Legality aside, safe abortion access is considered a health care right within many of our medical communities that issue guidance and safety practices for patients and their physicians, including doctors that care for pregnant patients and children. Following the ruling by the country's highest court, the president of the American College of Obstetricians and Gynecologists, Dr. Iffath Abbasi Hoskins, called the decision a "direct blow to bodily autonomy, reproductive health, patient safety and health equity in the United States." 

The American Academy of Pediatrics, a college of pediatricians, on Friday reaffirmed its stance for "support for adolescents to receive comprehensive, evidence-based reproductive healthcare services, including abortion." Abortion restrictions impact children and teenagers who get pregnant, too.

The American Academy of Family Physicians also expressed its disapproval of the court's decision, saying the ruling "negatively impacts our practices and our patients by undermining the patient-physician relationship and potentially criminalizing evidence-based medical care." 

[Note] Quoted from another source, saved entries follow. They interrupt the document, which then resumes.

//! # RKE2 Bootstrap Rendering
//!
//! Renders the per-node `/etc/rancher/rke2/config.yaml` documents and the
//! matching install command from a defaulted [`Rke2Config`]. Server and
//! agent renderings differ: only servers carry cluster-level settings
//! (CIDRs, CNI, etcd snapshots), and only the first server omits the
//! `server:` join directive.

use crate::defaults::DEFAULT_RKE2_DATA_DIR;
use crate::model::{KubernetesConfig, Rke2Config};

/// Supervisor port servers join through.
const RKE2_SUPERVISOR_PORT: u16 = 9345;

fn push_scalar(out: &mut String, key: &str, value: &str) {
    if !value.is_empty() {
        out.push_str(&format!("{key}: {value}\n"));
    }
}

fn push_quoted(out: &mut String, key: &str, value: &str) {
    if !value.is_empty() {
        out.push_str(&format!("{key}: \"{value}\"\n"));
    }
}

fn push_list(out: &mut String, key: &str, values: &[String]) {
    if values.is_empty() {
        return;
    }
    out.push_str(&format!("{key}:\n"));
    for value in values {
        out.push_str(&format!("  - {value}\n"));
    }
}

/// Renders the config.yaml for a server (control plane) node.
pub fn build_server_config(
    cfg: &Rke2Config,
    node_ip: &str,
    node_name: &str,
    is_first_master: bool,
    first_master_ip: &str,
    kubernetes: &KubernetesConfig,
) -> String {
    let mut out = String::new();

    push_quoted(&mut out, "token", &cfg.cluster_token);
    if !is_first_master {
        out.push_str(&format!(
            "server: https://{first_master_ip}:{RKE2_SUPERVISOR_PORT}\n"
        ));
    }

    push_list(&mut out, "tls-san", &cfg.tls_san);

    push_scalar(&mut out, "cluster-cidr", &kubernetes.pod_cidr);
    push_scalar(&mut out, "service-cidr", &kubernetes.service_cidr);
    push_scalar(&mut out, "cluster-dns", &kubernetes.cluster_dns);
    push_scalar(&mut out, "cluster-domain", &kubernetes.cluster_domain);

    // RKE2 takes cni as a list even when a single plugin is configured.
    if !kubernetes.network_plugin.is_empty() {
        push_list(&mut out, "cni", std::slice::from_ref(&kubernetes.network_plugin));
    }

    push_list(&mut out, "disable", &cfg.disable_components);

    push_scalar(&mut out, "node-name", node_name);
    push_scalar(&mut out, "node-ip", node_ip);
    push_scalar(&mut out, "bind-address", node_ip);
    push_list(&mut out, "node-taint", &cfg.node_taint);
    push_list(&mut out, "node-label", &cfg.node_label);

    if cfg.data_dir != DEFAULT_RKE2_DATA_DIR {
        push_scalar(&mut out, "data-dir", &cfg.data_dir);
    }

    // etcd snapshots are scheduled from the first server only.
    if is_first_master {
        push_quoted(&mut out, "etcd-snapshot-schedule-cron", &cfg.snapshot_schedule_cron);
        if cfg.snapshot_retention > 0 {
            out.push_str(&format!(
                "etcd-snapshot-retention: {}\n",
                cfg.snapshot_retention
            ));
        }
    }

    if cfg.selinux {
        out.push_str("selinux: true\n");
    }
    if cfg.secrets_encryption {
        out.push_str("secrets-encryption: true\n");
    }
    if cfg.protect_kernel_defaults {
        out.push_str("protect-kernel-defaults: true\n");
    }
    push_quoted(&mut out, "write-kubeconfig-mode", &cfg.write_kubeconfig_mode);
    push_scalar(&mut out, "system-default-registry", &cfg.system_default_registry);
    push_list(&mut out, "profile", &cfg.profiles);

    for (arg, value) in &cfg.extra_server_args {
        push_scalar(&mut out, arg, value);
    }

    out
}

/// Renders the config.yaml for an agent (worker) node.
pub fn build_agent_config(
    cfg: &Rke2Config,
    node_ip: &str,
    node_name: &str,
    server_ip: &str,
) -> String {
    let mut out = String::new();

    push_quoted(&mut out, "token", &cfg.cluster_token);
    out.push_str(&format!(
        "server: https://{server_ip}:{RKE2_SUPERVISOR_PORT}\n"
    ));

    push_scalar(&mut out, "node-name", node_name);
    push_scalar(&mut out, "node-ip", node_ip);
    push_list(&mut out, "node-taint", &cfg.node_taint);
    push_list(&mut out, "node-label", &cfg.node_label);

    if cfg.data_dir != DEFAULT_RKE2_DATA_DIR {
        push_scalar(&mut out, "data-dir", &cfg.data_dir);
    }
    if cfg.selinux {
        out.push_str("selinux: true\n");
    }
    if cfg.protect_kernel_defaults {
        out.push_str("protect-kernel-defaults: true\n");
    }
    push_scalar(&mut out, "system-default-registry", &cfg.system_default_registry);
    push_list(&mut out, "profile", &cfg.profiles);

    for (arg, value) in &cfg.extra_agent_args {
        push_scalar(&mut out, arg, value);
    }

    out
}

/// The install command for a node. A pinned `version` takes priority over
/// the release `channel`.
pub fn install_command(cfg: &Rke2Config, is_server: bool) -> String {
    let install_type = if is_server { "server" } else { "agent" };
    let selector = if cfg.version.is_empty() {
        format!("INSTALL_RKE2_CHANNEL={}", cfg.channel)
    } else {
        format!("INSTALL_RKE2_VERSION={}", cfg.version)
    };
    format!("curl -sfL https://get.rke2.io | INSTALL_RKE2_TYPE={install_type} {selector} sh -")
}

#[cfg(test)]
mod tests {
    use super::*;
    use crate::defaults::apply_defaults;
    use crate::model::ClusterConfig;

    fn defaulted() -> (Rke2Config, KubernetesConfig) {
        let mut cfg = ClusterConfig::example();
        apply_defaults(&mut cfg);
        let rke2 = cfg.kubernetes.rke2.clone().unwrap();
        (rke2, cfg.kubernetes)
    }

    #[test]
    fn test_first_server_has_no_join_directive() {
        let (rke2, k8s) = defaulted();
        let out = build_server_config(&rke2, "10.0.0.1", "master-1", true, "", &k8s);

        assert!(!out.contains("server:"));
        assert!(out.contains("token: \"your-secure-cluster-token\""));
        assert!(out.contains("cluster-cidr: 10.42.0.0/16"));
        assert!(out.contains("cni:\n  - calico\n"));
        assert!(out.contains("etcd-snapshot-schedule-cron: \"0 */12 * * *\""));
        assert!(out.contains("etcd-snapshot-retention: 5"));
    }

    #[test]
    fn test_joining_server_points_at_first_master() {
        let (rke2, k8s) = defaulted();
        let out = build_server_config(&rke2, "10.0.0.2", "master-2", false, "10.0.0.1", &k8s);

        assert!(out.contains("server: https://10.0.0.1:9345"));
        assert!(!out.contains("etcd-snapshot"));
    }

    #[test]
    fn test_agent_config_is_minimal() {
        let (rke2, _) = defaulted();
        let out = build_agent_config(&rke2, "10.0.0.5", "worker-1", "10.0.0.1");

        assert!(out.contains("server: https://10.0.0.1:9345"));
        assert!(out.contains("node-name: worker-1"));
        assert!(!out.contains("cluster-cidr"));
        assert!(!out.contains("cni:"));
    }

    #[test]
    fn test_agent_carries_registry_and_profiles() {
        let (mut rke2, _) = defaulted();
        rke2.system_default_registry = "registry.internal:5000".to_string();
        rke2.profiles = vec!["cis-1.23".to_string()];

        let out = build_agent_config(&rke2, "10.0.0.5", "worker-1", "10.0.0.1");
        assert!(out.contains("system-default-registry: registry.internal:5000"));
        assert!(out.contains("profile:\n  - cis-1.23\n"));
    }

    #[test]
    fn test_default_data_dir_is_omitted() {
        let (mut rke2, k8s) = defaulted();
        let out = build_server_config(&rke2, "10.0.0.1", "m", true, "", &k8s);
        assert!(!out.contains("data-dir"));

        rke2.data_dir = "/data/rke2".to_string();
        let out = build_server_config(&rke2, "10.0.0.1", "m", true, "", &k8s);
        assert!(out.contains("data-dir: /data/rke2"));
    }

    #[test]
    fn test_install_command_prefers_pinned_version() {
        let (mut rke2, _) = defaulted();
        rke2.version = "v1.28.5+rke2r1".to_string();
        assert_eq!(
            install_command(&rke2, true),
            "curl -sfL https://get.rke2.io | INSTALL_RKE2_TYPE=server INSTALL_RKE2_VERSION=v1.28.5+rke2r1 sh -"
        );

        rke2.version.clear();
        rke2.channel = "stable".to_string();
        assert_eq!(
            install_command(&rke2, false),
            "curl -sfL https://get.rke2.io | INSTALL_RKE2_TYPE=agent INSTALL_RKE2_CHANNEL=stable sh -"
        );
    }

    #[test]
    fn test_extra_args_are_rendered() {
        let (mut rke2, k8s) = defaulted();
        rke2.extra_server_args
            .insert("kube-apiserver-arg".to_string(), "audit-log-maxage=30".to_string());
        let out = build_server_config(&rke2, "10.0.0.1", "m", true, "", &k8s);
        assert!(out.contains("kube-apiserver-arg: audit-log-maxage=30"));
    }
}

According to the World Health Organization, a global health care agency of the United Nations, abortion is "a simple and common health care procedure" that occurs in roughly three out of 10 pregnancies worldwide. In the US, roughly one in four women will have an abortion before their 45th birthday, according to 2014 data. 

Barriers to abortion access often turn patients to unsafe abortion, the WHO says, which currently account for about 45% of abortions worldwide. "Unsafe abortion" may refer to self-administered procedures or attempted abortions in unsterile environments or by people who aren't qualified health care providers. Roughly 5% to 13% of maternal deaths can be attributed to unsafe abortion, according to the WHO. 

Here's what to know about abortion as a health care issue, and the reasons health care providers give for proclaiming it as such.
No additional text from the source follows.